Could you give every record again, exactly as it reads?
PROVIDED ENTRIES: Begin
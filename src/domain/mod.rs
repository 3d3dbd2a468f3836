//! Domain module
//!
//! Core domain types and business rules of the balance-mutation protocol.

pub mod account;
pub mod amount;
pub mod context;
pub mod error;

pub use account::{Account, NewAccount};
pub use amount::{Amount, AmountError};
pub use context::OperationContext;
pub use error::DomainError;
PROVIDED ENTRIES: End
- EXERCISE RESPONSE -
filename src/domain/mod.rs
repository 3d3dbd2a468f3836
//! Domain module
//!
//! Core domain types and business rules of the balance-mutation protocol.

pub mod account;
pub mod amount;
pub mod context;
pub mod error;

pub use account::{Account, NewAccount};
pub use amount::{Amount, AmountError};
pub use context::OperationContext;
pub use error::DomainError;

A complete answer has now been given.